The public health community recognizes that stakeholder commitment is critical for
expanding, improving and sustaining PAC programs and services. Communities, however, often
are ignored as stakeholders. At the same time, in this age of scarce healthcare resources,
communities are being called upon to play a more active role in tackling health problems,
including those arising from unsafe abortion. Yet only limited information is available on
how communities view that role and what they believe they can do.

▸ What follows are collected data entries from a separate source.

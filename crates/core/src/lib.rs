pub mod clock;
pub mod diff;
pub mod error;
pub mod ids;
pub mod rule;
pub mod value;

pub use clock::{Clock, ManualClock, SystemClock};
pub use diff::RuleDiff;
pub use error::CoreError;
pub use ids::*;
pub use rule::{ColumnType, Operator, Rule, Style};
pub use value::RuleValue;
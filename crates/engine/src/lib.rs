pub mod batch;
pub mod config;
pub mod conflict;
pub mod error;
pub mod export;
pub mod history;
pub mod resolve;
pub mod suggest;
pub mod undo;
pub mod validate;

pub use batch::{BatchFixResult, BatchSummary, analyze_batch, rank_fixes};
pub use config::{EngineConfig, HistoryConfig};
pub use conflict::{
    ConflictKind, ConflictResolution, ConflictSeverity, FixConflict, ResolutionAction, detect_conflicts,
};
pub use error::EngineError;
pub use export::{ExportDocument, ExportFormat, ExportedHistory, decompress};
pub use history::{
    PatternAnalysis, ResolutionLog, ResolutionSession, ResolutionStep, SessionSummary, StepRecord,
};
pub use resolve::{
    AutoResolver, ResolutionResult, ResolutionStrategy, ResolutionSummary, StrategyApplication,
    auto_resolve,
};
pub use suggest::{FixAction, FixKind, FixSuggestion, generate_fixes};
pub use undo::{HistoryState, UndoManager};
pub use validate::{Severity, ValidationWarning, WarningKind, validate_rules};

use condfmt_core::{Clock, ColumnType, Rule, SystemClock};
use condfmt_storage::SlotStore;

/// What an auto-resolution run produced. `session` is `None` when there was
/// nothing to resolve and no session was recorded.
#[derive(Debug, Clone)]
pub struct AutoResolveOutcome {
    pub result: ResolutionResult,
    pub session: Option<ResolutionSession>,
}

/// One editing surface over a rule list: validation, fixes, conflict
/// resolution and a local undo/redo stack. Every change to the list goes
/// through the stack, so `rules()` is always the state at the cursor.
pub struct RuleEditor {
    column_type: ColumnType,
    undo_manager: UndoManager,
    resolver: AutoResolver,
}

impl RuleEditor {
    pub fn new(rules: Vec<Rule>, column_type: ColumnType, config: &EngineConfig) -> Self {
        Self::with_clock(rules, column_type, config, SystemClock)
    }

    pub fn with_clock(
        rules: Vec<Rule>,
        column_type: ColumnType,
        config: &EngineConfig,
        clock: impl Clock + 'static,
    ) -> Self {
        Self {
            column_type,
            undo_manager: UndoManager::with_clock(&rules, config.undo_depth, clock),
            resolver: AutoResolver::new(config.max_resolution_passes),
        }
    }

    pub fn rules(&self) -> &[Rule] {
        &self.undo_manager.current().rules
    }

    pub fn column_type(&self) -> ColumnType {
        self.column_type
    }

    pub fn history(&self) -> &UndoManager {
        &self.undo_manager
    }

    pub fn warnings(&self) -> Vec<ValidationWarning> {
        validate_rules(self.rules(), self.column_type)
    }

    /// Fixes for every current warning, without duplicates.
    pub fn suggestions(&self) -> Vec<FixSuggestion> {
        let rules = self.rules();
        let mut fixes: Vec<FixSuggestion> = Vec::new();
        for warning in self.warnings() {
            for fix in generate_fixes(&warning, rules) {
                if !fixes.iter().any(|f| f.id == fix.id) {
                    fixes.push(fix);
                }
            }
        }
        fixes
    }

    pub fn detect_conflicts(&self, fixes: &[FixSuggestion]) -> Vec<FixConflict> {
        detect_conflicts(fixes, self.rules())
    }

    /// Returns whether the rule list changed.
    pub fn apply_fix(&mut self, fix: &FixSuggestion) -> bool {
        let next = fix.apply(self.rules());
        self.commit(next, format!("Applied fix: {}", fix.description))
    }

    /// Rank and analyse `fixes` against the current list without applying them.
    pub fn plan_batch(&self, fixes: &[FixSuggestion]) -> BatchFixResult {
        let warnings = self.warnings();
        let ranked = rank_fixes(fixes, self.rules(), &warnings);
        analyze_batch(&ranked, self.rules(), &warnings)
    }

    pub fn apply_batch(&mut self, fixes: &[FixSuggestion]) -> BatchFixResult {
        let plan = self.plan_batch(fixes);
        let description = format!("Applied {} fixes", plan.applied_fixes.len());
        self.commit(plan.rules.clone(), description);
        plan
    }

    /// Detect conflicts among `fixes`, auto-resolve them, record one step per
    /// strategy application in a sealed session of `log`, and push the
    /// resolved list onto the undo stack.
    pub fn auto_resolve<S: SlotStore>(
        &mut self,
        fixes: &[FixSuggestion],
        log: &mut ResolutionLog<S>,
    ) -> Result<AutoResolveOutcome, EngineError> {
        let conflicts = self.detect_conflicts(fixes);
        let result = self.resolver.resolve(self.rules(), fixes, &conflicts);
        if conflicts.is_empty() {
            return Ok(AutoResolveOutcome {
                result,
                session: None,
            });
        }

        let session_id = log.start_session();
        for application in &result.applications {
            log.record_step(session_id, StepRecord::from(application))?;
        }
        let session = log.complete_session(session_id)?;

        let description = format!(
            "Auto-resolved {} conflicts",
            result.summary.conflicts_resolved
        );
        self.commit(result.resolved_rules.clone(), description);
        Ok(AutoResolveOutcome {
            result,
            session: Some(session),
        })
    }

    pub fn undo(&mut self) -> bool {
        self.undo_manager.undo().is_some()
    }

    pub fn redo(&mut self) -> bool {
        self.undo_manager.redo().is_some()
    }

    pub fn can_undo(&self) -> bool {
        self.undo_manager.can_undo()
    }

    pub fn can_redo(&self) -> bool {
        self.undo_manager.can_redo()
    }

    fn commit(&mut self, rules: Vec<Rule>, description: String) -> bool {
        if rules.as_slice() == self.rules() {
            return false;
        }
        self.undo_manager.push(&rules, description);
        true
    }
}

| "There is no point in blaming this and that. Abortion is a
community problem." (Woman at discussion after performance of play on adolescent
pregnancy and unsafe abortion) |
Difficulty in collecting information on community perspectives on
abortion is one of the reasons that research in this area has been overlooked. Traditional
methods of data collection such as surveys have proved inadequate to gather valid data on
this sensitive topic. The illegality of abortion3
and the social stigma attached to it contribute to peoples reluctance to provide
information to researchers. Nevertheless, in 1997, Amakhosi Theatre Group, a leading
professional theater company in Zimbabwe, produced a play on adolescent pregnancy, unsafe
abortion and PAC titled "DontUngaqali."4,5 Audiences who previewed performances of the play
commented freely on the issues presented in the play in discussions following the
performances. They also recommended that the play be shown to others to promote dialogue.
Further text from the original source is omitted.